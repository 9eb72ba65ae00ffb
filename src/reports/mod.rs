//! Monthly royalty reporting.
//!
//! Royalties are earned on cash received: the report filters PAID payments by
//! `paid_at` within a half-open UTC calendar month, not by billing period.

pub mod queries;
pub mod requests;
pub mod responses;
pub mod routes;
pub mod services;

// Re-export commonly used items
pub use routes::router;
pub use services::{FranchiseeMonthlyReport, OwnerMonthlyReport};
//! Billing service functions with database access.
//!
//! All tenant-scoped entry points take a `TenantScope` produced by the access
//! guard; raw tenant ids never reach this layer from a request.

use chrono::NaiveDate;
use rust_decimal::Decimal;
use sqlx::PgPool;
use uuid::Uuid;

use crate::auth::TenantScope;
use crate::error::{AppError, Result};

use super::calculators::{round2, total_debt, weekly_blocks};
use super::models::DebtItem;
use super::queries;

/// Per-rental generation tally
#[derive(Debug, Clone)]
pub struct RentalGeneration {
    pub rental_id: Uuid,
    pub created: u32,
    pub skipped: u32,
}

/// Result of weekly payment generation for one tenant
#[derive(Debug, Clone, Default)]
pub struct GenerationSummary {
    pub created: u32,
    pub skipped: u32,
    pub details: Vec<RentalGeneration>,
}

/// Per-tenant tally within an owner-wide generation run
#[derive(Debug, Clone)]
pub struct TenantGeneration {
    pub tenant_id: Uuid,
    pub created: u32,
    pub skipped: u32,
}

/// Result of owner-wide weekly payment generation
#[derive(Debug, Clone, Default)]
pub struct NetworkGenerationSummary {
    pub created: u32,
    pub skipped: u32,
    pub tenants: Vec<TenantGeneration>,
}

/// The tenant's outstanding debt
#[derive(Debug, Clone)]
pub struct DebtLedger {
    pub count: usize,
    pub total_debt_rub: Decimal,
    pub items: Vec<DebtItem>,
}

/// Generate weekly rent payments for every active rental of the tenant whose
/// natural 7-day blocks overlap `[from, to)`.
///
/// Idempotent: a block already materialized (by any earlier or concurrent
/// run) counts as skipped, enforced by the unique index on
/// (tenant_id, rental_id, period_start). A rental with a non-positive weekly
/// rate is skipped as a whole - billing is paused for it.
///
/// A storage failure mid-batch propagates; rentals processed before the
/// failure keep their payments and the identical call can simply be retried.
pub async fn generate_weekly(
    pool: &PgPool,
    scope: &TenantScope,
    from: NaiveDate,
    to: NaiveDate,
) -> Result<GenerationSummary> {
    if to <= from {
        return Err(AppError::InvalidRange(format!(
            "'to' ({to}) must be after 'from' ({from})"
        )));
    }

    let rentals = queries::list_active_rentals(pool, scope.tenant_id()).await?;

    let mut summary = GenerationSummary::default();
    for rental in rentals {
        let mut tally = RentalGeneration {
            rental_id: rental.id,
            created: 0,
            skipped: 0,
        };

        if rental.weekly_rate_rub <= Decimal::ZERO {
            tally.skipped = 1;
        } else {
            let amount = round2(rental.weekly_rate_rub);
            for block in weekly_blocks(rental.start_date, rental.billing_stop(), from, to) {
                let created = queries::insert_weekly_payment(
                    pool,
                    scope.tenant_id(),
                    rental.id,
                    amount,
                    block.start,
                    block.end,
                )
                .await?;
                if created {
                    tally.created += 1;
                } else {
                    tally.skipped += 1;
                }
            }
        }

        summary.created += tally.created;
        summary.skipped += tally.skipped;
        summary.details.push(tally);
    }

    tracing::info!(
        tenant_id = %scope.tenant_id(),
        %from,
        %to,
        created = summary.created,
        skipped = summary.skipped,
        "weekly payment generation finished"
    );

    Ok(summary)
}

/// Owner-wide variant: run weekly generation for every active tenant.
///
/// Per-tenant semantics are identical to [`generate_weekly`]; counts are
/// aggregated across tenants.
pub async fn generate_weekly_all_tenants(
    pool: &PgPool,
    from: NaiveDate,
    to: NaiveDate,
) -> Result<NetworkGenerationSummary> {
    if to <= from {
        return Err(AppError::InvalidRange(format!(
            "'to' ({to}) must be after 'from' ({from})"
        )));
    }

    let tenant_ids = queries::list_active_tenant_ids(pool).await?;

    let mut summary = NetworkGenerationSummary::default();
    for tenant_id in tenant_ids {
        let scope = TenantScope::for_owner_iteration(tenant_id);
        let tenant_summary = generate_weekly(pool, &scope, from, to).await?;
        summary.created += tenant_summary.created;
        summary.skipped += tenant_summary.skipped;
        summary.tenants.push(TenantGeneration {
            tenant_id,
            created: tenant_summary.created,
            skipped: tenant_summary.skipped,
        });
    }

    Ok(summary)
}

/// Outstanding (planned) payments of the tenant, earliest due first.
///
/// `overdue_only` keeps payments due strictly before `today`; the cutoff is
/// evaluated at call time, it is not a stored flag. Due dates are calendar
/// dates, so the comparison is at date granularity: a payment due today
/// becomes overdue at the next UTC midnight, not at some intra-day moment.
pub async fn list_debts(
    pool: &PgPool,
    scope: &TenantScope,
    overdue_only: bool,
    today: NaiveDate,
) -> Result<DebtLedger> {
    let cutoff = overdue_only.then_some(today);
    let items = queries::list_planned_payments(pool, scope.tenant_id(), cutoff).await?;

    Ok(DebtLedger {
        count: items.len(),
        total_debt_rub: total_debt(items.iter().map(|i| i.amount)),
        items,
    })
}

/// Mark a planned payment paid, recording when and by whom
pub async fn mark_paid(
    pool: &PgPool,
    scope: &TenantScope,
    payment_id: Uuid,
    marked_by: Uuid,
) -> Result<()> {
    let affected = queries::mark_paid(
        pool,
        scope.tenant_id(),
        payment_id,
        marked_by,
        chrono::Utc::now(),
    )
    .await?;

    if affected == 0 {
        return Err(AppError::NotFound);
    }
    Ok(())
}

/// Revert a paid payment to planned, clearing paid_at and marked_by_id
pub async fn mark_planned(pool: &PgPool, scope: &TenantScope, payment_id: Uuid) -> Result<()> {
    let affected = queries::mark_planned(pool, scope.tenant_id(), payment_id).await?;

    if affected == 0 {
        return Err(AppError::NotFound);
    }
    Ok(())
}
● ● ●
→ **What this task involves**
Output the listing above without altering a single character.

→ **Result for this task**
repository 9eb72ba65ae00ffb
filename src/reports/mod.rs
//! Monthly royalty reporting.
//!
//! Royalties are earned on cash received: the report filters PAID payments by
//! `paid_at` within a half-open UTC calendar month, not by billing period.

pub mod queries;
pub mod requests;
pub mod responses;
pub mod routes;
pub mod services;

// Re-export commonly used items
pub use routes::router;
pub use services::{FranchiseeMonthlyReport, OwnerMonthlyReport};
//! Billing service functions with database access.
//!
//! All tenant-scoped entry points take a `TenantScope` produced by the access
//! guard; raw tenant ids never reach this layer from a request.

use chrono::NaiveDate;
use rust_decimal::Decimal;
use sqlx::PgPool;
use uuid::Uuid;

use crate::auth::TenantScope;
use crate::error::{AppError, Result};

use super::calculators::{round2, total_debt, weekly_blocks};
use super::models::DebtItem;
use super::queries;

/// Per-rental generation tally
#[derive(Debug, Clone)]
pub struct RentalGeneration {
    pub rental_id: Uuid,
    pub created: u32,
    pub skipped: u32,
}

/// Result of weekly payment generation for one tenant
#[derive(Debug, Clone, Default)]
pub struct GenerationSummary {
    pub created: u32,
    pub skipped: u32,
    pub details: Vec<RentalGeneration>,
}

/// Per-tenant tally within an owner-wide generation run
#[derive(Debug, Clone)]
pub struct TenantGeneration {
    pub tenant_id: Uuid,
    pub created: u32,
    pub skipped: u32,
}

/// Result of owner-wide weekly payment generation
#[derive(Debug, Clone, Default)]
pub struct NetworkGenerationSummary {
    pub created: u32,
    pub skipped: u32,
    pub tenants: Vec<TenantGeneration>,
}

/// The tenant's outstanding debt
#[derive(Debug, Clone)]
pub struct DebtLedger {
    pub count: usize,
    pub total_debt_rub: Decimal,
    pub items: Vec<DebtItem>,
}

/// Generate weekly rent payments for every active rental of the tenant whose
/// natural 7-day blocks overlap `[from, to)`.
///
/// Idempotent: a block already materialized (by any earlier or concurrent
/// run) counts as skipped, enforced by the unique index on
/// (tenant_id, rental_id, period_start). A rental with a non-positive weekly
/// rate is skipped as a whole - billing is paused for it.
///
/// A storage failure mid-batch propagates; rentals processed before the
/// failure keep their payments and the identical call can simply be retried.
pub async fn generate_weekly(
    pool: &PgPool,
    scope: &TenantScope,
    from: NaiveDate,
    to: NaiveDate,
) -> Result<GenerationSummary> {
    if to <= from {
        return Err(AppError::InvalidRange(format!(
            "'to' ({to}) must be after 'from' ({from})"
        )));
    }

    let rentals = queries::list_active_rentals(pool, scope.tenant_id()).await?;

    let mut summary = GenerationSummary::default();
    for rental in rentals {
        let mut tally = RentalGeneration {
            rental_id: rental.id,
            created: 0,
            skipped: 0,
        };

        if rental.weekly_rate_rub <= Decimal::ZERO {
            tally.skipped = 1;
        } else {
            let amount = round2(rental.weekly_rate_rub);
            for block in weekly_blocks(rental.start_date, rental.billing_stop(), from, to) {
                let created = queries::insert_weekly_payment(
                    pool,
                    scope.tenant_id(),
                    rental.id,
                    amount,
                    block.start,
                    block.end,
                )
                .await?;
                if created {
                    tally.created += 1;
                } else {
                    tally.skipped += 1;
                }
            }
        }

        summary.created += tally.created;
        summary.skipped += tally.skipped;
        summary.details.push(tally);
    }

    tracing::info!(
        tenant_id = %scope.tenant_id(),
        %from,
        %to,
        created = summary.created,
        skipped = summary.skipped,
        "weekly payment generation finished"
    );

    Ok(summary)
}

/// Owner-wide variant: run weekly generation for every active tenant.
///
/// Per-tenant semantics are identical to [`generate_weekly`]; counts are
/// aggregated across tenants.
pub async fn generate_weekly_all_tenants(
    pool: &PgPool,
    from: NaiveDate,
    to: NaiveDate,
) -> Result<NetworkGenerationSummary> {
    if to <= from {
        return Err(AppError::InvalidRange(format!(
            "'to' ({to}) must be after 'from' ({from})"
        )));
    }

    let tenant_ids = queries::list_active_tenant_ids(pool).await?;

    let mut summary = NetworkGenerationSummary::default();
    for tenant_id in tenant_ids {
        let scope = TenantScope::for_owner_iteration(tenant_id);
        let tenant_summary = generate_weekly(pool, &scope, from, to).await?;
        summary.created += tenant_summary.created;
        summary.skipped += tenant_summary.skipped;
        summary.tenants.push(TenantGeneration {
            tenant_id,
            created: tenant_summary.created,
            skipped: tenant_summary.skipped,
        });
    }

    Ok(summary)
}

/// Outstanding (planned) payments of the tenant, earliest due first.
///
/// `overdue_only` keeps payments due strictly before `today`; the cutoff is
/// evaluated at call time, it is not a stored flag. Due dates are calendar
/// dates, so the comparison is at date granularity: a payment due today
/// becomes overdue at the next UTC midnight, not at some intra-day moment.
pub async fn list_debts(
    pool: &PgPool,
    scope: &TenantScope,
    overdue_only: bool,
    today: NaiveDate,
) -> Result<DebtLedger> {
    let cutoff = overdue_only.then_some(today);
    let items = queries::list_planned_payments(pool, scope.tenant_id(), cutoff).await?;

    Ok(DebtLedger {
        count: items.len(),
        total_debt_rub: total_debt(items.iter().map(|i| i.amount)),
        items,
    })
}

/// Mark a planned payment paid, recording when and by whom
pub async fn mark_paid(
    pool: &PgPool,
    scope: &TenantScope,
    payment_id: Uuid,
    marked_by: Uuid,
) -> Result<()> {
    let affected = queries::mark_paid(
        pool,
        scope.tenant_id(),
        payment_id,
        marked_by,
        chrono::Utc::now(),
    )
    .await?;

    if affected == 0 {
        return Err(AppError::NotFound);
    }
    Ok(())
}

/// Revert a paid payment to planned, clearing paid_at and marked_by_id
pub async fn mark_planned(pool: &PgPool, scope: &TenantScope, payment_id: Uuid) -> Result<()> {
    let affected = queries::mark_planned(pool, scope.tenant_id(), payment_id).await?;

    if affected == 0 {
        return Err(AppError::NotFound);
    }
    Ok(())
}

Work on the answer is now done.